Amaneció un día precioso y Emma fue al pueblo a comprar algunas cosas. Después, sacó a pasear a los perros y comió lo que la señora Parfitt había dejado preparado. Se disponía a fregar cuando llamaron a la puerta. Emma se secó las manos en el delantal y fue a abrir.

Diana apareció ante ella, exquisitamente vestida y perfectamente maquillada.

—Emma, pasaba por aquí y, como sé que Paul está en Edimburgo, pensé que te apetecería una visita. Me sorprende que no haya querido llevarte con él.

Diana entró mientras que Emma permanecía de pie con la puerta abierta.

—Nada ha cambiado —dijo Diana ya en la entrada—. Nunca me gustó ese retrato, pero Paul insistió en que no lo quitaría nunca de ahí.

—Bueno, al fin y al cabo, ésta es la casa de Paul —dijo Emma, tratando de no mostrarse afectada—. ¿Te apetece un café?

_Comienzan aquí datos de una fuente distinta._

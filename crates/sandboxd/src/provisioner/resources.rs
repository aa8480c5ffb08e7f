//! CPU/memory quantities and the override precedence chain.

use anyhow::{Result, bail};
use once_cell::sync::Lazy;
use regex::Regex;
use serde::{Deserialize, Serialize};

use crate::cluster::ResourceRequirements;

pub const DEFAULT_CPU_REQUEST: &str = "2";
pub const DEFAULT_CPU_LIMIT: &str = "2";
pub const DEFAULT_MEMORY_REQUEST: &str = "4Gi";
pub const DEFAULT_MEMORY_LIMIT: &str = "4Gi";

static QUANTITY: Lazy<Regex> = Lazy::new(|| {
    Regex::new(r"^([0-9]+(?:\.[0-9]+)?)(m|k|M|G|T|P|E|Ki|Mi|Gi|Ti|Pi|Ei)?$")
        .expect("quantity pattern is valid")
});

/// Parse a cluster quantity string into its base-unit value.
pub fn parse_quantity(raw: &str) -> Option<f64> {
    let caps = QUANTITY.captures(raw.trim())?;
    let number: f64 = caps.get(1)?.as_str().parse().ok()?;
    if caps.get(2).map(|m| m.as_str()) == Some("m") {
        return Some(number / 1000.0);
    }
    let scale = match caps.get(2).map(|m| m.as_str()) {
        None => 1.0,
        Some("k") => 1e3,
        Some("M") => 1e6,
        Some("G") => 1e9,
        Some("T") => 1e12,
        Some("P") => 1e15,
        Some("E") => 1e18,
        Some("Ki") => 1024.0,
        Some("Mi") => 1024f64.powi(2),
        Some("Gi") => 1024f64.powi(3),
        Some("Ti") => 1024f64.powi(4),
        Some("Pi") => 1024f64.powi(5),
        Some("Ei") => 1024f64.powi(6),
        Some(_) => return None,
    };
    Some(number * scale)
}

fn check_pair(
    request_field: &str,
    request: Option<&str>,
    limit_field: &str,
    limit: Option<&str>,
) -> Result<()> {
    let parse = |field: &str, raw: Option<&str>| -> Result<Option<f64>> {
        match raw.map(str::trim).filter(|v| !v.is_empty()) {
            None => Ok(None),
            Some(v) => match parse_quantity(v) {
                Some(q) => Ok(Some(q)),
                None => bail!("invalid {field} '{v}'"),
            },
        }
    };
    let req = parse(request_field, request)?;
    let lim = parse(limit_field, limit)?;
    if let (Some(r), Some(l)) = (req, lim)
        && r > l
    {
        bail!("{request_field} must be less than or equal to {limit_field}");
    }
    Ok(())
}

/// Partial CPU/memory settings at one precedence level (agent, user or system).
#[derive(Debug, Clone, Default, PartialEq, Eq, Serialize, Deserialize)]
#[serde(default)]
pub struct ResourceOverrides {
    #[serde(skip_serializing_if = "Option::is_none")]
    pub cpu_request: Option<String>,
    #[serde(skip_serializing_if = "Option::is_none")]
    pub cpu_limit: Option<String>,
    #[serde(skip_serializing_if = "Option::is_none")]
    pub memory_request: Option<String>,
    #[serde(skip_serializing_if = "Option::is_none")]
    pub memory_limit: Option<String>,
}

impl ResourceOverrides {
    /// Blank strings count as unset.
    pub fn normalized(self) -> Self {
        let clean = |v: Option<String>| {
            v.map(|s| s.trim().to_string())
                .filter(|s| !s.is_empty())
        };
        Self {
            cpu_request: clean(self.cpu_request),
            cpu_limit: clean(self.cpu_limit),
            memory_request: clean(self.memory_request),
            memory_limit: clean(self.memory_limit),
        }
    }

    pub fn is_empty(&self) -> bool {
        self.cpu_request.is_none()
            && self.cpu_limit.is_none()
            && self.memory_request.is_none()
            && self.memory_limit.is_none()
    }

    /// Quantity syntax, and request <= limit where both are set.
    pub fn validate(&self) -> Result<()> {
        check_pair(
            "cpu_request",
            self.cpu_request.as_deref(),
            "cpu_limit",
            self.cpu_limit.as_deref(),
        )?;
        check_pair(
            "memory_request",
            self.memory_request.as_deref(),
            "memory_limit",
            self.memory_limit.as_deref(),
        )
    }

    /// Fill unset fields from a lower-precedence level.
    pub fn or(self, lower: &ResourceOverrides) -> Self {
        Self {
            cpu_request: self.cpu_request.or_else(|| lower.cpu_request.clone()),
            cpu_limit: self.cpu_limit.or_else(|| lower.cpu_limit.clone()),
            memory_request: self.memory_request.or_else(|| lower.memory_request.clone()),
            memory_limit: self.memory_limit.or_else(|| lower.memory_limit.clone()),
        }
    }

    /// Resolve against the built-in defaults.
    pub fn resolve(self) -> ResourceRequirements {
        ResourceRequirements {
            cpu_request: self
                .cpu_request
                .unwrap_or_else(|| DEFAULT_CPU_REQUEST.to_string()),
            cpu_limit: self
                .cpu_limit
                .unwrap_or_else(|| DEFAULT_CPU_LIMIT.to_string()),
            memory_request: self
                .memory_request
                .unwrap_or_else(|| DEFAULT_MEMORY_REQUEST.to_string()),
            memory_limit: self
                .memory_limit
                .unwrap_or_else(|| DEFAULT_MEMORY_LIMIT.to_string()),
        }
    }
}

/// Effective resources: agent > user > system > built-in default.
pub fn effective_resources(
    agent: &ResourceOverrides,
    user: &ResourceOverrides,
    system: &ResourceOverrides,
) -> ResourceRequirements {
    agent
        .clone()
        .normalized()
        .or(&user.clone().normalized())
        .or(&system.clone().normalized())
        .resolve()
}

/// Validate fully resolved requirements before they reach the cluster.
pub fn validate_requirements(res: &ResourceRequirements) -> Result<()> {
    check_pair(
        "cpu_request",
        Some(&res.cpu_request),
        "cpu_limit",
        Some(&res.cpu_limit),
    )?;
    check_pair(
        "memory_request",
        Some(&res.memory_request),
        "memory_limit",
        Some(&res.memory_limit),
    )
}

#[cfg(test)]
mod tests {
    use super::*;

    fn overrides(cpu_req: Option<&str>, mem_lim: Option<&str>) -> ResourceOverrides {
        ResourceOverrides {
            cpu_request: cpu_req.map(str::to_string),
            memory_limit: mem_lim.map(str::to_string),
            ..Default::default()
        }
    }

    #[test]
    fn parses_quantities() {
        assert_eq!(parse_quantity("500m"), Some(0.5));
        assert_eq!(parse_quantity("2"), Some(2.0));
        assert_eq!(parse_quantity("4Gi"), Some(4.0 * 1024.0 * 1024.0 * 1024.0));
        assert_eq!(parse_quantity("1.5"), Some(1.5));
        assert_eq!(parse_quantity("2x"), None);
        assert_eq!(parse_quantity(""), None);
    }

    #[test]
    fn validation_rejects_bad_syntax_and_inverted_pairs() {
        let bad = overrides(Some("two"), None);
        assert!(bad.validate().unwrap_err().to_string().contains("invalid cpu_request"));

        let inverted = ResourceOverrides {
            memory_request: Some("8Gi".to_string()),
            memory_limit: Some("4Gi".to_string()),
            ..Default::default()
        };
        assert!(inverted.validate().is_err());

        let ok = ResourceOverrides {
            cpu_request: Some("500m".to_string()),
            cpu_limit: Some("1".to_string()),
            ..Default::default()
        };
        assert!(ok.validate().is_ok());
    }

    #[test]
    fn precedence_is_agent_user_system_default() {
        let agent = overrides(Some("1"), None);
        let user = overrides(Some("3"), Some("8Gi"));
        let system = ResourceOverrides {
            cpu_limit: Some("4".to_string()),
            memory_limit: Some("16Gi".to_string()),
            ..Default::default()
        };

        let res = effective_resources(&agent, &user, &system);
        assert_eq!(res.cpu_request, "1");
        assert_eq!(res.memory_limit, "8Gi");
        assert_eq!(res.cpu_limit, "4");
        assert_eq!(res.memory_request, DEFAULT_MEMORY_REQUEST);
    }

    #[test]
    fn blank_overrides_fall_through() {
        let agent = overrides(Some("  "), None);
        let res = effective_resources(&agent, &Default::default(), &Default::default());
        assert_eq!(res.cpu_request, DEFAULT_CPU_REQUEST);
    }
}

—Me encantaría. ¡Oh! ¡Los perros! —exclamó Diana—. Nos divertíamos tanto todos juntos…

Ninguno de ellos se inmutó ante la presencia de Diana, lo que alegró a Emma enormemente.

—Siéntate, yo traeré el café.

—¿Quieres que te ayude? Yo sé dónde están las cosas…

—No, no. Siéntate, tienes mal aspecto. Supongo que estarás cansada —mintió Emma.

Diana pareció preocupada ante su afirmación y se miró de reojo en el espejo que adornaba la chimenea.

Mientras preparaba el café en la cocina, Emma pensó que no creería ni una palabra de lo que Diana dijese. No merecía ser tenida en cuenta después de cómo se había portado con ella. La dejaría que satisficiese su curiosidad por ver desenvolverse a la esposa de Paul en casa y esperaba que se fuese pronto.

Emma se sentó en el sillón frente a ella.

Diana le contó el calendario completo de Paul en Edimburgo.

—Siempre cenábamos juntos en aquella mesa —dijo Diana de pronto—. Todos pensaban que nos casaríamos.

—¿Sí? Entonces, ¿por qué no lo hicisteis? —preguntó Emma—. ¿Más café?

—No, gracias. Tengo que cuidar mi figura. Verás, Emma —dijo por fin—. Tú y yo no nos gustamos, pero eso no afecta al hecho de que Paul siga amándome. Se casó contigo por otras múltiples razones; no eres exigente, no eres guapa como para atraer a otros hombres, eres una buena ama de casa… El te aprecia, pero ¿amarte? Jamás; yo sé que tienes que conformarte con un simple afecto.

Diana derramó algunas lágrimas que no conmovieron a Emma.

—Sé que yo no hubiese sido una buena esposa y tuve que renunciar al matrimonio con él, pero nos amamos tanto… Paul no es feliz de ese modo y…

—Entonces, aléjate de él —dijo Emma.

—Me seguiría donde yo fuera. ¿Es que no te das cuenta? Eres tú la que debe irse, Emma.

Emma no sabía ya si creer a Diana o no. Necesitaría una prueba.

—Yo no tengo intención de irme, Diana —dijo Emma, levantándose a contestar el teléfono.

Era Paul.

—Esta noche terminaré tarde y he pensado que sería mejor llamar ahora. ¿Todo va bien por ahí? —preguntó.

—Sí, gracias. ¿Mucho trabajo?

—Mucho. Aún me quedan dos días más por aquí.

—Muy bien. Pasado mañana iré a recoger a la señora Parfitt.

—¿Te sientes sola?

—No. Diana está aquí de visita.

Emma notó el cambio en el tono de voz de Paul.

—Déjame hablar con ella, Emma.

—Es Paul; quiere hablar contigo. Iré mientras a la cocina.

Lo hizo, pero no sin antes escuchar el comienzo de la conversación de Diana con Paul.